Ieri invece è arrivata la sorpresa sull’Iva: l’aumento di un punto infatti torna a rischio nel 2019. Le clausole di salvaguardia sull’imposta sono state annullate solo per il 2018 e potrebbero farla salire negli anni successivi, a partire dal 2019, diversamente da quanto sempre dichiarato da Renzi che aveva usato lo slogan «Mai più l’aumento dell’Iva». Unico aggiustamento in positivo dell’Iva riguarda il cosiddetto «pacchetto cultura» che prevede tra l’altro l’Iva agevolata al 10 per cento per i concerti, come già previsto per gli spettacoli teatrali.
In serata poi è arrivato lo scambio di lettere tra il ministro Pier Carlo Padoan e la commissione europea. Per il ministro dell’Economia con la manovra «l’Italia rispetta tutte le regole europee e i piani per il bilancio del prossimo triennio sono in linea con il Patto di stabilità». Nella lettera inviata da Valdis Dombrovskis e Pierre Moscovici venerdì scorso infatti si sollevavano dubbi sull’aggiustamento strutturale messo in campo dall’Italia per il 2018 e si paventava un rischio «deviazione significativa» anche per il 2017. Ma la differenza dello 0,1 per cento riscontrata dagli uffici di Bruxelles, un aggiustamento dello 0,2 invece dello 0,3 per cento annunciato da Roma per il 2018, si deve a una sottovalutazione delle condizioni cicliche dell’Italia che restano ancora «difficili» anche se «in miglioramento», spiega il ministro, e al conseguente diverso calcolo dell’output gap. Sulla definizione della crescita potenziale (da cui si ricava il «gap» con quella reale) l’Italia già da tempo ha ingaggiato, insieme a diversi altri Paesi Ue, una battaglia per arrivare a un cambiamento del metodo di calcolo. Non solo. La stessa commissione, ricorda Padoan, aveva riconosciuto che con l’attuale metodologia si corre il rischio, per Paesi come il nostro, di arrivare a «stime implausibili». L’Italia peraltro ha messo in campo in primavera la «manovrina» correttiva dello 0,2 per cento e continua a sostenere spese ingenti per i migranti, che arrivano allo 0,25 per cento del Pil.
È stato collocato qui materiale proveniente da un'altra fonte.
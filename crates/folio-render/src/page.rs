//! The page adapter: applies patches to a document and dispatches events.

use crate::dom::{Document, NodeId};
use crate::events::{Action, Event, ListenerRegistry};
use crate::node::el;
use crate::patch::{Patch, Target};
use std::ops::AddAssign;
use tracing::{debug, trace};

/// Counts from applying a batch of patches.
#[derive(Debug, Clone, Copy, Default, PartialEq, Eq)]
pub struct ApplyStats {
    /// Patches that found their target.
    pub applied: usize,
    /// Patches skipped because their target was missing.
    pub skipped: usize,
}

impl AddAssign for ApplyStats {
    fn add_assign(&mut self, other: Self) {
        self.applied += other.applied;
        self.skipped += other.skipped;
    }
}

/// A document plus the listeners attached to it.
#[derive(Debug, Clone, Default)]
pub struct Page {
    document: Document,
    listeners: ListenerRegistry,
}

impl Page {
    /// Wraps `document` with no listeners.
    #[must_use]
    pub fn new(document: Document) -> Self {
        Self {
            document,
            listeners: ListenerRegistry::new(),
        }
    }

    /// The underlying document.
    #[must_use]
    pub const fn document(&self) -> &Document {
        &self.document
    }

    /// Mutable access to the underlying document.
    pub fn document_mut(&mut self) -> &mut Document {
        &mut self.document
    }

    /// Attached listeners.
    #[must_use]
    pub const fn listeners(&self) -> &ListenerRegistry {
        &self.listeners
    }

    /// Nodes `target` currently resolves to.
    #[must_use]
    pub fn resolve(&self, target: &Target) -> Vec<NodeId> {
        match target {
            Target::Document => vec![self.document.root()],
            Target::First(selector) => self.document.query(selector).into_iter().collect(),
            Target::All(selector) => self.document.query_all(selector),
            Target::Nth(selector, index) => self
                .document
                .query_all(selector)
                .get(*index)
                .copied()
                .into_iter()
                .collect(),
        }
    }

    /// Applies `patches` in order.
    pub fn apply(&mut self, patches: impl IntoIterator<Item = Patch>) -> ApplyStats {
        let mut stats = ApplyStats::default();
        for patch in patches {
            if self.apply_one(patch) {
                stats.applied += 1;
            } else {
                stats.skipped += 1;
            }
        }
        stats
    }

    /// Applies one patch. Returns `false` when its target was missing.
    pub fn apply_one(&mut self, patch: Patch) -> bool {
        match patch {
            Patch::SetText { target, text } => self.each(&target, |doc, id| doc.set_text(id, &text)),
            Patch::SetAttr {
                target,
                name,
                value,
            } => self.each(&target, |doc, id| doc.set_attr(id, &name, &value)),
            Patch::SetStyle {
                target,
                property,
                value,
            } => self.each(&target, |doc, id| {
                doc.set_style_property(id, &property, &value);
            }),
            Patch::ReplaceChildren { target, children } => {
                let found = self.each(&target, |doc, id| doc.replace_children(id, &children));
                self.prune_listeners();
                found
            }
            Patch::Remove { target } => {
                let found = self.each(&target, Document::detach);
                self.prune_listeners();
                found
            }
            Patch::EnsureStyle { id, css } => self.ensure_style(&id, &css),
            Patch::Listen { target, listener } => {
                let nodes = self.resolve(&target);
                for node in &nodes {
                    self.listeners.add(*node, listener.clone());
                }
                self.found(&target, !nodes.is_empty())
            }
            Patch::Unlisten { group } => {
                let removed = self.listeners.remove_group(&group);
                trace!(group = %group, removed, "listeners removed");
                true
            }
        }
    }

    fn each(&mut self, target: &Target, mut f: impl FnMut(&mut Document, NodeId)) -> bool {
        let nodes = self.resolve(target);
        for node in &nodes {
            f(&mut self.document, *node);
        }
        self.found(target, !nodes.is_empty())
    }

    fn found(&self, target: &Target, found: bool) -> bool {
        if !found {
            debug!(target = ?target, "patch target missing, skipped");
        }
        found
    }

    fn ensure_style(&mut self, id: &str, css: &str) -> bool {
        if self.document.query(&format!("style#{id}")).is_some() {
            return true;
        }
        let Some(head) = self.document.query("head") else {
            return self.found(&Target::first("head"), false);
        };
        self.document
            .append(head, &el("style").id(id).text(css).into());
        true
    }

    fn prune_listeners(&mut self) {
        let document = &self.document;
        let pruned = self.listeners.retain_nodes(|node| document.is_attached(node));
        if pruned > 0 {
            trace!(pruned, "listeners on detached nodes dropped");
        }
    }

    /// Actions the listeners produce for `event`.
    #[must_use]
    pub fn dispatch(&self, event: &Event) -> Vec<Action> {
        self.listeners.dispatch(&self.document, event)
    }

    /// Serializes the page as HTML.
    #[must_use]
    pub fn to_html(&self) -> String {
        self.document.to_html()
    }
}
In più non si e’ affatto fermato lo sforzo per le riforme strutturali che avranno «effetti cumulati, se pienamente implementati», di un più 3 per cento del Pil in 5 anni mentre «una ulteriore spinta alla crescita arriverà dagli investimenti».
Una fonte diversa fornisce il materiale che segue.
//! Session-scoped key/value storage for the language preference.
//!
//! A session is the lifetime of the store: the in-memory store lasts as long
//! as the process, the file store until [`FileSessionStore::clear`] is called.

use crate::error::I18nResult;
use parking_lot::RwLock;
use std::collections::HashMap;
use std::path::{Path, PathBuf};
use tracing::debug;

/// Minimal string key/value storage scoped to one session.
pub trait SessionStore: Send + Sync {
    /// Reads `key`.
    fn get(&self, key: &str) -> I18nResult<Option<String>>;

    /// Writes `key`.
    fn set(&self, key: &str, value: &str) -> I18nResult<()>;

    /// Drops every key, ending the session.
    fn clear(&self) -> I18nResult<()>;
}

/// Store that lives as long as the process.
#[derive(Debug, Default)]
pub struct MemorySessionStore {
    values: RwLock<HashMap<String, String>>,
}

impl MemorySessionStore {
    /// Creates an empty store.
    #[must_use]
    pub fn new() -> Self {
        Self::default()
    }
}

impl SessionStore for MemorySessionStore {
    fn get(&self, key: &str) -> I18nResult<Option<String>> {
        Ok(self.values.read().get(key).cloned())
    }

    fn set(&self, key: &str, value: &str) -> I18nResult<()> {
        self.values
            .write()
            .insert(key.to_string(), value.to_string());
        Ok(())
    }

    fn clear(&self) -> I18nResult<()> {
        self.values.write().clear();
        Ok(())
    }
}

/// Store persisted as a JSON object in a file, shared by every process that
/// points at the same path until the session is cleared.
#[derive(Debug)]
pub struct FileSessionStore {
    path: PathBuf,
    lock: RwLock<()>,
}

impl FileSessionStore {
    /// Creates a store backed by `path`. The file is created on first write.
    pub fn new(path: impl AsRef<Path>) -> Self {
        Self {
            path: path.as_ref().to_path_buf(),
            lock: RwLock::new(()),
        }
    }

    /// Backing file.
    #[must_use]
    pub fn path(&self) -> &Path {
        &self.path
    }

    fn read_all(&self) -> I18nResult<HashMap<String, String>> {
        match std::fs::read_to_string(&self.path) {
            Ok(content) if content.trim().is_empty() => Ok(HashMap::new()),
            Ok(content) => Ok(serde_json::from_str(&content)?),
            Err(e) if e.kind() == std::io::ErrorKind::NotFound => Ok(HashMap::new()),
            Err(e) => Err(e.into()),
        }
    }
}

impl SessionStore for FileSessionStore {
    fn get(&self, key: &str) -> I18nResult<Option<String>> {
        let _guard = self.lock.read();
        Ok(self.read_all()?.remove(key))
    }

    fn set(&self, key: &str, value: &str) -> I18nResult<()> {
        let _guard = self.lock.write();
        let mut values = self.read_all()?;
        values.insert(key.to_string(), value.to_string());

        if let Some(parent) = self.path.parent().filter(|p| !p.as_os_str().is_empty()) {
            std::fs::create_dir_all(parent)?;
        }
        std::fs::write(&self.path, serde_json::to_string_pretty(&values)?)?;
        debug!(path = %self.path.display(), key, "session value stored");
        Ok(())
    }

    fn clear(&self) -> I18nResult<()> {
        let _guard = self.lock.write();
        match std::fs::remove_file(&self.path) {
            Ok(()) => Ok(()),
            Err(e) if e.kind() == std::io::ErrorKind::NotFound => Ok(()),
            Err(e) => Err(e.into()),
        }
    }
}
In sostanza, scrive Padoan, «riteniamo che gli obiettivi fiscali previsti nel Documento Programmatico di Bilancio siano in linea con i requisiti del Patto di Stabilita’ e Crescita e riflettano la strategia del governo di riduzione del deficit e del debito sostenendo allo stesso tempo la ripresa economica in atto. Confidiamo – conclude la missiva Padoan – che la Commissione ne terra’ conto nel suo giudizio».
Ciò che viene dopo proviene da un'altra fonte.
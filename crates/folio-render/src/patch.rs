//! Page mutations produced by section builders.

use crate::events::ListenerSpec;
use crate::node::Node;

/// Which nodes a patch applies to.
#[derive(Debug, Clone, PartialEq, Eq)]
pub enum Target {
    /// The document root; key listeners live here.
    Document,
    /// First element matching the selector.
    First(String),
    /// Every element matching the selector.
    All(String),
    /// The n-th element (zero-based) matching the selector.
    Nth(String, usize),
}

impl Target {
    /// First match of `selector`.
    pub fn first(selector: impl Into<String>) -> Self {
        Self::First(selector.into())
    }

    /// Every match of `selector`.
    pub fn all(selector: impl Into<String>) -> Self {
        Self::All(selector.into())
    }

    /// The `index`-th match of `selector`.
    pub fn nth(selector: impl Into<String>, index: usize) -> Self {
        Self::Nth(selector.into(), index)
    }
}

/// One mutation. Applying a patch whose target is absent does nothing.
#[derive(Debug, Clone, PartialEq)]
pub enum Patch {
    /// Replace the target's children with a text node.
    SetText { target: Target, text: String },
    /// Set an attribute.
    SetAttr {
        target: Target,
        name: String,
        value: String,
    },
    /// Set one inline style property.
    SetStyle {
        target: Target,
        property: String,
        value: String,
    },
    /// Replace the target's children.
    ReplaceChildren { target: Target, children: Vec<Node> },
    /// Detach the target from the page.
    Remove { target: Target },
    /// Append a `<style id=...>` to the head unless one with that id exists.
    EnsureStyle { id: String, css: String },
    /// Attach a listener.
    Listen {
        target: Target,
        listener: ListenerSpec,
    },
    /// Detach every listener of a group.
    Unlisten { group: String },
}

impl Patch {
    /// [`Patch::SetText`] on the first match of `selector`.
    pub fn text(selector: impl Into<String>, text: impl Into<String>) -> Self {
        Self::SetText {
            target: Target::first(selector),
            text: text.into(),
        }
    }

    /// [`Patch::SetAttr`] on the first match of `selector`.
    pub fn attr(
        selector: impl Into<String>,
        name: impl Into<String>,
        value: impl Into<String>,
    ) -> Self {
        Self::SetAttr {
            target: Target::first(selector),
            name: name.into(),
            value: value.into(),
        }
    }

    /// [`Patch::SetStyle`] on the first match of `selector`.
    pub fn style(
        selector: impl Into<String>,
        property: impl Into<String>,
        value: impl Into<String>,
    ) -> Self {
        Self::SetStyle {
            target: Target::first(selector),
            property: property.into(),
            value: value.into(),
        }
    }

    /// [`Patch::ReplaceChildren`] on the first match of `selector`.
    pub fn children(selector: impl Into<String>, children: Vec<Node>) -> Self {
        Self::ReplaceChildren {
            target: Target::first(selector),
            children,
        }
    }

    /// [`Patch::Remove`] on the first match of `selector`.
    pub fn remove(selector: impl Into<String>) -> Self {
        Self::Remove {
            target: Target::first(selector),
        }
    }

    /// [`Patch::Listen`] on `target`.
    #[must_use]
    pub const fn listen(target: Target, listener: ListenerSpec) -> Self {
        Self::Listen { target, listener }
    }
}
Da Bruxelles arriva a stretto giro la laconica conferma che si terrà conto delle informazioni aggiuntive ricevute per le valutazioni della manovra, in vista delle pagelle che arriveranno per tutti i Paesi a fine novembre. La Commissione Europea «ha ricevuto dall’Italia la risposta» alla propria lettera sul documento programmatico di bilancio. «Includeremo le informazioni in essa contenute nella nostra valutazione del documento programmatico di bilancio, che verrà effettuata prima della fine di novembre», spiegano dalla Commissione.